The problem >> Please state how many lines of the records hold the string "Writes", giving nothing but the number.

Data excerpts
Segment Open

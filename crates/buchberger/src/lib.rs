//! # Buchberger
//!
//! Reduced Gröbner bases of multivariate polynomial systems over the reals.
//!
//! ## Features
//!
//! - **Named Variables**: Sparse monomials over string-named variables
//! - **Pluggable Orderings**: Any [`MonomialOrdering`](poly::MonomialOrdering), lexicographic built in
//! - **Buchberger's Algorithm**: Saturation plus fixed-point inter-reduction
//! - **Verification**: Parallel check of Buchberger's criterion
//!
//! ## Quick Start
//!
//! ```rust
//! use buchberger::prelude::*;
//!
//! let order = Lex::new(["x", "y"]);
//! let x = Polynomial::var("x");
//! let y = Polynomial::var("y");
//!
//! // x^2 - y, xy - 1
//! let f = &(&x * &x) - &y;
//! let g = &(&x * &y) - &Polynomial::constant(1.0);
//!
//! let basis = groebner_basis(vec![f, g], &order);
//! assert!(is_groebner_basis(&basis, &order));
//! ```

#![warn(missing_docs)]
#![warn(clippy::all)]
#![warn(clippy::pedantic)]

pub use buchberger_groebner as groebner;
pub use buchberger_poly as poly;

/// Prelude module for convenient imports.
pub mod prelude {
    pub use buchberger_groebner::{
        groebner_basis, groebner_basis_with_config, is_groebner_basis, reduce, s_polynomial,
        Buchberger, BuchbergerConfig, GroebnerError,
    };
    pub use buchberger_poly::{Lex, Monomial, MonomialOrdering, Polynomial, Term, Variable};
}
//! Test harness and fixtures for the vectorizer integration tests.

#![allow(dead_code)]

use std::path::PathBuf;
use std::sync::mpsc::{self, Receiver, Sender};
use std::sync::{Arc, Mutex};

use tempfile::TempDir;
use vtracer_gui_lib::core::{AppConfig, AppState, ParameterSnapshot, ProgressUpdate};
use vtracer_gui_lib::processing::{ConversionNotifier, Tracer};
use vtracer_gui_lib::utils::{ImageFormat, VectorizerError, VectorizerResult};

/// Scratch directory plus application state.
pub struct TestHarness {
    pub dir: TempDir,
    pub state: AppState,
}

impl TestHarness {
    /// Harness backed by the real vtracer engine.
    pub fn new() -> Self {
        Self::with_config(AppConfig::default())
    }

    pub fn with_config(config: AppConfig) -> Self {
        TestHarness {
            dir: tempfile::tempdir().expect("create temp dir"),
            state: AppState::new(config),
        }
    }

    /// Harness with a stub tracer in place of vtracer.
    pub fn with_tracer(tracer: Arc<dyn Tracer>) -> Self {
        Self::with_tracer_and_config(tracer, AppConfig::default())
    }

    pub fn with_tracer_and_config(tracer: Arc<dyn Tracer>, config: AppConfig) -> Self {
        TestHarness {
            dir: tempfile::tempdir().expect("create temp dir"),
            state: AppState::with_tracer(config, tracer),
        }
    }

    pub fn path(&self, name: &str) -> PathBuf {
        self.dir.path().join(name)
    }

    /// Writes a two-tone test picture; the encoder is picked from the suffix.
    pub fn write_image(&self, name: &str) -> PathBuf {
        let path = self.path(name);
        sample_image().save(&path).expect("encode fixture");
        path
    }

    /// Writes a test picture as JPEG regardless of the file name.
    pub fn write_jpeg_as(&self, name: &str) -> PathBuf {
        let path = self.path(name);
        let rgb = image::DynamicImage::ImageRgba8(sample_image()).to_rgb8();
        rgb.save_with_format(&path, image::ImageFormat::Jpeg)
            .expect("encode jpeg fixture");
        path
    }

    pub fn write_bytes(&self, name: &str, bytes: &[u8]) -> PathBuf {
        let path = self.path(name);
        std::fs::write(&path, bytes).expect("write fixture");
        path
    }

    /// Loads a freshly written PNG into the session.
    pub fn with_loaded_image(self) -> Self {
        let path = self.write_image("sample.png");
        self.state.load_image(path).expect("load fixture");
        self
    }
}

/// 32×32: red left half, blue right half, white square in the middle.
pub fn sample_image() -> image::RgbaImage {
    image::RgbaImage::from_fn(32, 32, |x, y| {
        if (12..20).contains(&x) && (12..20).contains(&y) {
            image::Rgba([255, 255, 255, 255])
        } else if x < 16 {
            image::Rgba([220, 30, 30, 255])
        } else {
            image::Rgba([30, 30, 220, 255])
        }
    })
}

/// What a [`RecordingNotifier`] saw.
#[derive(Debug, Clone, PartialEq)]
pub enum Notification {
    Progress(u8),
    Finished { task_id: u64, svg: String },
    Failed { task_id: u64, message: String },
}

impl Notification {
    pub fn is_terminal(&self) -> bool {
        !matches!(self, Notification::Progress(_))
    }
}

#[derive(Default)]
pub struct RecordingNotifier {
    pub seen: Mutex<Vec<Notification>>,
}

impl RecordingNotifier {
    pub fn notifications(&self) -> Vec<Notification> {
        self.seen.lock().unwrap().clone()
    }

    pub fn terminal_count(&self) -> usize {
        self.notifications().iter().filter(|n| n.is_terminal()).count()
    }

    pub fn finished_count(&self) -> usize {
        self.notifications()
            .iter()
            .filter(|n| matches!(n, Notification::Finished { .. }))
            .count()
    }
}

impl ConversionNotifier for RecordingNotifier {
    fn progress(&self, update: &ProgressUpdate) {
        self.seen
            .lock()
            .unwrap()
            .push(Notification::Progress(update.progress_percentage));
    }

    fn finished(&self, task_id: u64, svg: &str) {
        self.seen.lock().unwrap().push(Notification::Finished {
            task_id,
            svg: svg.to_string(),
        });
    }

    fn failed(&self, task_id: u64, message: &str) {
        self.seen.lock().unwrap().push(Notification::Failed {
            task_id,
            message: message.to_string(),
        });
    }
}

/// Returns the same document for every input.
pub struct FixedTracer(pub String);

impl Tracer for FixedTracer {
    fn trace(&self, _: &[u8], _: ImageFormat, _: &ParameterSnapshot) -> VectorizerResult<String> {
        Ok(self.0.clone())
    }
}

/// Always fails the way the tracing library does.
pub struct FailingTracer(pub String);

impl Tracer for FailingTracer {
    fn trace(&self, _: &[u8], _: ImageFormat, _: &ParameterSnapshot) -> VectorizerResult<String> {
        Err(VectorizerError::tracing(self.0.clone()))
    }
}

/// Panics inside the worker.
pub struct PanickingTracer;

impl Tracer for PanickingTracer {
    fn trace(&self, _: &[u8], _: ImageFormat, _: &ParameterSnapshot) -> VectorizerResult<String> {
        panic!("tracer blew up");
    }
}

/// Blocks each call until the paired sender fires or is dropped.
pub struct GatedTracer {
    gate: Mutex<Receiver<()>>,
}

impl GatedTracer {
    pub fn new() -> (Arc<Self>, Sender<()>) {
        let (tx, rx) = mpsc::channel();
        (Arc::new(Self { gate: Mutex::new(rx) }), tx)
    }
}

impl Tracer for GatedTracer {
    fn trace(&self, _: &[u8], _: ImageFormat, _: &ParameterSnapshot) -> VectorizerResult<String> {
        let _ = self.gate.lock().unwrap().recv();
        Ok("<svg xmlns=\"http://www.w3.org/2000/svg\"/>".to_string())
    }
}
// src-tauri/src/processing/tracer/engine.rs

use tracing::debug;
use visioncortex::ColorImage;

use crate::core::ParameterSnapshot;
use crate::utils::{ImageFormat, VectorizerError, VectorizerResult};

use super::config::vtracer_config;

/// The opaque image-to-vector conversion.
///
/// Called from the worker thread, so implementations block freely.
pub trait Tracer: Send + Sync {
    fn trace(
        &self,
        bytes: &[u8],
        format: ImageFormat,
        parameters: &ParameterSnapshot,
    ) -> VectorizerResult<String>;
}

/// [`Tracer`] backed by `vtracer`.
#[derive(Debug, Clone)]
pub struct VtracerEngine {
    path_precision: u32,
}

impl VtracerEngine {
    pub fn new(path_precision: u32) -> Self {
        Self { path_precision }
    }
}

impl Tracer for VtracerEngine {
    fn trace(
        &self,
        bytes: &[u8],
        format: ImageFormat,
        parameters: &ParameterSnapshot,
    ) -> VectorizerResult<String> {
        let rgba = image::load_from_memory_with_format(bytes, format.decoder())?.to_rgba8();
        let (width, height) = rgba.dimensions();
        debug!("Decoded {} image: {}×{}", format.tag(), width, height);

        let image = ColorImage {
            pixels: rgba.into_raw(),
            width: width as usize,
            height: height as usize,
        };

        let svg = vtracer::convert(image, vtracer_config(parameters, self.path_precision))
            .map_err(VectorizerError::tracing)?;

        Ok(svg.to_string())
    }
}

Segment Closed
Segment Open

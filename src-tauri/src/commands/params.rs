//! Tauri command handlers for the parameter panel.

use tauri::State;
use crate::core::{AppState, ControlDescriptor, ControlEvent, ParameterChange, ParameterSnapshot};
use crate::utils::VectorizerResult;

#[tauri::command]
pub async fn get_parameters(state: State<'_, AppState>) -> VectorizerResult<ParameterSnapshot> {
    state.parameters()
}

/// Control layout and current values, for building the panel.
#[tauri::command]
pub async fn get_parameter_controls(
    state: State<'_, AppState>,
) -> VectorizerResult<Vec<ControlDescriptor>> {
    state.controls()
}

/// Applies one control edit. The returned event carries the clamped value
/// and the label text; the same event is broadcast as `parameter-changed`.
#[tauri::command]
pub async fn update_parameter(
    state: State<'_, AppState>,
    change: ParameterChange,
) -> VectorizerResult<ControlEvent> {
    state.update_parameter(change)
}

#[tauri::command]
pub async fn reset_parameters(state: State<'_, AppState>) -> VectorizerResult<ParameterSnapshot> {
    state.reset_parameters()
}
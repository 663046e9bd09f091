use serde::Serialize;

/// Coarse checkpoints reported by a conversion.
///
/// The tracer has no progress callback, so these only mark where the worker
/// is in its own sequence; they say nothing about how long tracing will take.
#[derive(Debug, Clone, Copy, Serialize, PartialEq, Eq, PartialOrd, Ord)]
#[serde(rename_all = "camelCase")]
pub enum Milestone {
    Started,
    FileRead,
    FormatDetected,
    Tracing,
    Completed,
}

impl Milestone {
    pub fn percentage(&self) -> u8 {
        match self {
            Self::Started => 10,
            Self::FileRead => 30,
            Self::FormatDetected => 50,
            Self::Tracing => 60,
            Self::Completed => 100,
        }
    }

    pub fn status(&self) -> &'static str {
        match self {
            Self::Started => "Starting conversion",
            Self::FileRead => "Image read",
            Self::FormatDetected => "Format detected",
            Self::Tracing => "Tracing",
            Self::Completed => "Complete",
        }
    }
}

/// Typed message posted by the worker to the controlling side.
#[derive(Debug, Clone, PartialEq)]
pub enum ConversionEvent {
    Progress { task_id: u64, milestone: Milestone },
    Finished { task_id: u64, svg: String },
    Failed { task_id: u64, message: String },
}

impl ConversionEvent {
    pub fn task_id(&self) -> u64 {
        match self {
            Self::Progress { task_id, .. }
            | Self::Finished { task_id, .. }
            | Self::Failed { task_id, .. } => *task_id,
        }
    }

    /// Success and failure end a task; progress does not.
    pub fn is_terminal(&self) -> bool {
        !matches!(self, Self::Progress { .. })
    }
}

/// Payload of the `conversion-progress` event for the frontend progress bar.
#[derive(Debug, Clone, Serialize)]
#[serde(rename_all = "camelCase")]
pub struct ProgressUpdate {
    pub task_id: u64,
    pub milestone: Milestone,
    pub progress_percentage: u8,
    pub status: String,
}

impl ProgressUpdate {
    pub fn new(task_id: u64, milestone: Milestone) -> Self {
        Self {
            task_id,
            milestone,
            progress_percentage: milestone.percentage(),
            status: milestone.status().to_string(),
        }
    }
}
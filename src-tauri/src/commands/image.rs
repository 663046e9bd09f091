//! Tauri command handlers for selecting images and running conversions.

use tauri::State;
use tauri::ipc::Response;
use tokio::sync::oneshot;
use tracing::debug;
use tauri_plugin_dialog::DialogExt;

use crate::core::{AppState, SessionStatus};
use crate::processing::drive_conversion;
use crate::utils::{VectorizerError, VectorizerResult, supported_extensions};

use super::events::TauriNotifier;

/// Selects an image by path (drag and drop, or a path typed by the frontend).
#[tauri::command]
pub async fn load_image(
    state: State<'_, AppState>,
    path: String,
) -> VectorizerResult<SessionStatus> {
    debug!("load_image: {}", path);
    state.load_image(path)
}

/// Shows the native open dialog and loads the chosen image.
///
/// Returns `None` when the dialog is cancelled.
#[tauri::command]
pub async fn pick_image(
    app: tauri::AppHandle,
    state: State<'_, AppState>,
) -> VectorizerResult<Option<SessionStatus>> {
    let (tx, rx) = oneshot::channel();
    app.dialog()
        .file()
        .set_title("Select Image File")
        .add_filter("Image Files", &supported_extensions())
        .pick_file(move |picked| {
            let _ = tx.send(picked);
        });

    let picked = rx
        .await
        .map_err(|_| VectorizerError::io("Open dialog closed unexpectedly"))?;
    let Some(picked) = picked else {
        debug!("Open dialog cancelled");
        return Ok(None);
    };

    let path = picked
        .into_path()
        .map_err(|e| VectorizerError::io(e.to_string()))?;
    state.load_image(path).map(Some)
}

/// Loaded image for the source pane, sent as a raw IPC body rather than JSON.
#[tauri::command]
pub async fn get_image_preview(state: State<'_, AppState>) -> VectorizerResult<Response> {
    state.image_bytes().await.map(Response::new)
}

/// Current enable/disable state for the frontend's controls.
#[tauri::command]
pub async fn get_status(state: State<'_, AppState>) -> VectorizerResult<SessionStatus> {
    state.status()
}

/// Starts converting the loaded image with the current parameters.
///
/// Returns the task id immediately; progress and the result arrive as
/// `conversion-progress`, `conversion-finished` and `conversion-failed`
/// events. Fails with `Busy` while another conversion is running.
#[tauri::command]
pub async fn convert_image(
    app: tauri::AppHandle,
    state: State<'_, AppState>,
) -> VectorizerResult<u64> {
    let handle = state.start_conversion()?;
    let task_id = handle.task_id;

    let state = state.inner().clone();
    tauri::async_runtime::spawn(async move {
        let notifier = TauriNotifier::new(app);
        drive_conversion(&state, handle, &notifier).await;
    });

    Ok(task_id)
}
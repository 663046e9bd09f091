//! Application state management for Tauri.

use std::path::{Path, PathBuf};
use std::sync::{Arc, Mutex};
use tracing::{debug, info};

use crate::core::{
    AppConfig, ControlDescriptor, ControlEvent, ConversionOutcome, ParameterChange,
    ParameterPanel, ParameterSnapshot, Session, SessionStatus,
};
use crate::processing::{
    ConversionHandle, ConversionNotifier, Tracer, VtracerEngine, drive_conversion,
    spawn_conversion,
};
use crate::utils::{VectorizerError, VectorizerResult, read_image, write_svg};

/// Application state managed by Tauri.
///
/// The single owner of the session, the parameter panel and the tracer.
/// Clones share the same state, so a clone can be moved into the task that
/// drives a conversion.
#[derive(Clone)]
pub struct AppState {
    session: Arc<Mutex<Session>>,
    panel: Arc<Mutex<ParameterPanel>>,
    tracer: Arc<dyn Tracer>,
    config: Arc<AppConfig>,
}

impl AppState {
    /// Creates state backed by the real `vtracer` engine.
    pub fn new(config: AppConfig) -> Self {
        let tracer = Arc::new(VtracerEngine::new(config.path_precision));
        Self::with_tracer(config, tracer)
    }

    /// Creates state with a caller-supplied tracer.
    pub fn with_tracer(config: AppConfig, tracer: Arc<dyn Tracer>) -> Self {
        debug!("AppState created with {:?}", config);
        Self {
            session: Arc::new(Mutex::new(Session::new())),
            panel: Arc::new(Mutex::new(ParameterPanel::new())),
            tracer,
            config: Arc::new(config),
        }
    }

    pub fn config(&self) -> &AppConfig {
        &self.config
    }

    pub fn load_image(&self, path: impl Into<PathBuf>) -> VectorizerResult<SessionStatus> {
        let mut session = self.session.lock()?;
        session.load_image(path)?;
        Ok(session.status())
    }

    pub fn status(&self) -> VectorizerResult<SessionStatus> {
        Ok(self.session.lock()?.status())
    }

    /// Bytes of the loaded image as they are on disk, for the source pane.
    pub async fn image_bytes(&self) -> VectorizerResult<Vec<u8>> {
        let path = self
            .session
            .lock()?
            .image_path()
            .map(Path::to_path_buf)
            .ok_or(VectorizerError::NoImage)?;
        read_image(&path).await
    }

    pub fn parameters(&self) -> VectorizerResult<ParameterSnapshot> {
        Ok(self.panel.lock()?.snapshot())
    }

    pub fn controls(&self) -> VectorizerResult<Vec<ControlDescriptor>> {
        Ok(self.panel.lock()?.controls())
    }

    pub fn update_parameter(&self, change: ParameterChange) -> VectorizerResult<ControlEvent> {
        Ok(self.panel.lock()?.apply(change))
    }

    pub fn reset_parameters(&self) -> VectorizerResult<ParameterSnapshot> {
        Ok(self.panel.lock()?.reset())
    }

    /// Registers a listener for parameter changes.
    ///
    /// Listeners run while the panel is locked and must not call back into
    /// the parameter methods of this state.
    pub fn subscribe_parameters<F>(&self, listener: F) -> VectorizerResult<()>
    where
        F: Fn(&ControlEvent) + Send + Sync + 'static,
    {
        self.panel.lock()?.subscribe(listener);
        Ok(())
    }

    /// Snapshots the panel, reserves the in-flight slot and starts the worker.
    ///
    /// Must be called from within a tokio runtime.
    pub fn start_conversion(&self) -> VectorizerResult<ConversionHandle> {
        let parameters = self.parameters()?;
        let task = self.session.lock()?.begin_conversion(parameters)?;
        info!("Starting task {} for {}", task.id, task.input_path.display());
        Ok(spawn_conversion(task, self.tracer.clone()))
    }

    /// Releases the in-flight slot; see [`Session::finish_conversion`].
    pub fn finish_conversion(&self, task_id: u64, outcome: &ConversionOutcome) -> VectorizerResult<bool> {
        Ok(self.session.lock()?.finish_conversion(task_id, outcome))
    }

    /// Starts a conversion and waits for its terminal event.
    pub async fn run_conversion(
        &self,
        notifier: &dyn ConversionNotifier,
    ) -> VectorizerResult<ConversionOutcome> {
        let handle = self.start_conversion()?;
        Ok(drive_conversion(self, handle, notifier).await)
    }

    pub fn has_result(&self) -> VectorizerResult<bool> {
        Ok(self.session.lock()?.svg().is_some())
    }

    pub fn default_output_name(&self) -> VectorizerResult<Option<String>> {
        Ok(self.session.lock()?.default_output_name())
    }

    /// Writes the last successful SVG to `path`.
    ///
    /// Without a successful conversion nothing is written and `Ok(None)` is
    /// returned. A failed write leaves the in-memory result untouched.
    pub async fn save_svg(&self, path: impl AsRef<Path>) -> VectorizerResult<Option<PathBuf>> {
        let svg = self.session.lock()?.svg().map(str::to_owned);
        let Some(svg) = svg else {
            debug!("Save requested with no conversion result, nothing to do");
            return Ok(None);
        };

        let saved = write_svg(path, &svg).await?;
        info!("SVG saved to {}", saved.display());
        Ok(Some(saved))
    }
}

Segment Closed

Task response >> 3